Ben Crawford and Emilie Kouatchou in The Phantom of the Opera on Broadway. Image: Matthew Murphy.
Kouatchou’s singing odyssey began as a child. “I was always singing,” she recalls. “I remember taking voice lessons when I was really young, about seven years old. My parents helped me with lessons. I did theater in high school and community theater growing up. So I always was singing.”
Making the decision to pursue musical theater was an easy one for Kouatchou, but it took a lot more convincing for her parents. Growing up first-generation American in an African family home, where the mandate is often to become a doctor or lawyer, her Cameroonian parents were initially anxious.
“They wanted me to do something where I could support myself, so this whole theater thing kind of came out of left field,” she admits. “But I did a summer intensive in high school for theater, right before my senior year, and I knew this is what I wanted, so I went to my parents and shared that. And they were really nervous, as parents should be.”
Her family had a unique proposal for the young artist. “We had a deal where they said you can only audition for the top 10 schools.
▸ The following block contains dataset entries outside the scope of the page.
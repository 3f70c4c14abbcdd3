//! Anchor editing and alignment export

pub mod editor;
pub mod export;

pub use editor::{validate_ordering, AnchorEditor};
pub use export::{export_alignment, retime};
Either you get into one of those schools or you go to Northwestern University, and you do something normal,” Kouatchou shares, adding, “I got into a lot of those 10 schools and ended up going to the University of Michigan’s musical theater program.”
Not surprisingly, her parents are now her biggest supporters. “They’ve come to the production a bunch of times and let me know about auditions. My mom’s like, ‘Can I be your manager?’ And I’m like, ‘Do you know anything about theater?’ She says, ‘I’ll learn!’”
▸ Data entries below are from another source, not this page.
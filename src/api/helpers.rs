//! Shared helpers for the read-along WASM API
//!
//! Console output, the serde bridge to JS values, and conversions of JS
//! numbers and errors.

use serde::de::DeserializeOwned;
use serde::Serialize;
use wasm_bindgen::prelude::*;

#[wasm_bindgen]
extern "C" {
    #[wasm_bindgen(js_namespace = console, js_name = debug)]
    fn console_debug(s: &str);

    #[wasm_bindgen(js_namespace = console, js_name = info)]
    fn console_info(s: &str);

    #[wasm_bindgen(js_namespace = console, js_name = warn)]
    fn console_warn(s: &str);

    #[wasm_bindgen(js_namespace = console, js_name = error)]
    fn console_error(s: &str);
}

/// Console severity for API-boundary messages
#[derive(Clone, Copy, Debug, PartialEq, Eq)]
pub enum ConsoleLevel {
    Debug,
    Info,
    Warn,
    Error,
}

impl ConsoleLevel {
    fn prefix(self) -> &'static str {
        match self {
            ConsoleLevel::Debug | ConsoleLevel::Info => "[WASM]",
            ConsoleLevel::Warn => "[WASM] ⚠️",
            ConsoleLevel::Error => "[WASM] ❌",
        }
    }
}

/// Write one prefixed line to the browser console. Called by the macros.
pub fn console_write(level: ConsoleLevel, msg: &str) {
    let line = format!("{} {}", level.prefix(), msg);
    match level {
        ConsoleLevel::Debug => console_debug(&line),
        ConsoleLevel::Info => console_info(&line),
        ConsoleLevel::Warn => console_warn(&line),
        ConsoleLevel::Error => console_error(&line),
    }
}

/// Debug line with [WASM] prefix
#[macro_export]
macro_rules! wasm_log {
    ($($arg:tt)*) => {
        $crate::api::helpers::console_write($crate::api::helpers::ConsoleLevel::Debug, &format!($($arg)*))
    };
}

#[macro_export]
macro_rules! wasm_info {
    ($($arg:tt)*) => {
        $crate::api::helpers::console_write($crate::api::helpers::ConsoleLevel::Info, &format!($($arg)*))
    };
}

#[macro_export]
macro_rules! wasm_warn {
    ($($arg:tt)*) => {
        $crate::api::helpers::console_write($crate::api::helpers::ConsoleLevel::Warn, &format!($($arg)*))
    };
}

#[macro_export]
macro_rules! wasm_error {
    ($($arg:tt)*) => {
        $crate::api::helpers::console_write($crate::api::helpers::ConsoleLevel::Error, &format!($($arg)*))
    };
}

/// Decode a JS value, reporting failures under `context`
pub fn deserialize<T: DeserializeOwned>(value: JsValue, context: &str) -> Result<T, JsValue> {
    serde_wasm_bindgen::from_value(value).map_err(|e| js_error(format!("{}: {}", context, e)))
}

/// Encode a value for JS, reporting failures under `context`
pub fn serialize<T: Serialize>(value: &T, context: &str) -> Result<JsValue, JsValue> {
    serde_wasm_bindgen::to_value(value).map_err(|e| js_error(format!("{}: {}", context, e)))
}

/// Error value for JS, logged to the console
pub fn js_error(msg: impl Into<String>) -> JsValue {
    let msg = msg.into();
    crate::wasm_error!("{}", msg);
    JsValue::from_str(&msg)
}

/// Milliseconds from a JS number. Negative and non-finite values become 0.
pub fn ms_from_js(value: f64) -> u64 {
    if value.is_finite() && value > 0.0 {
        value.round() as u64
    } else {
        0
    }
}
The role of Christine calls for an operatic Soprano range. Kouatchou never studied opera. “But I always had a really strong head voice from my choir background and voice lessons,” she says. “I honed in on that skill in college.” She feels a strong responsibility in showcasing Black talent in all types of roles. “My service to this part is to offer some inspiration and hope to people who look like me and want to do something different that feels true to themselves, that they don’t have to feel boxed into anything,” she declares. “I feel at peace knowing that just my presence alone on that stage helping a lot of people. I think I put a lot of pressure on myself at the beginning to be this beacon of hope and to say and do the right thing. But I realized that me just being myself is enough.”
Kouatchou also pays homage to fellow Black women who have played Christine around the world. “Lucy St. Louis just finished her run in London and she’s wonderful,” she exclaims. We’ve kept in touch and she’s super lovely.”
Kouatchou will be hanging up her Christine role when the show ends its 35-year run on Broadway this April. But that doesn’t mean her relationship with the famed masked musical is over. “I’ve always wanted to play Madame Giry,” she reveals. “Maybe 20 years down the line, if they are looking for a Giry on tour!”
The Phantom of the Opera is playing at the Majestic Theatre in New York City through April 16.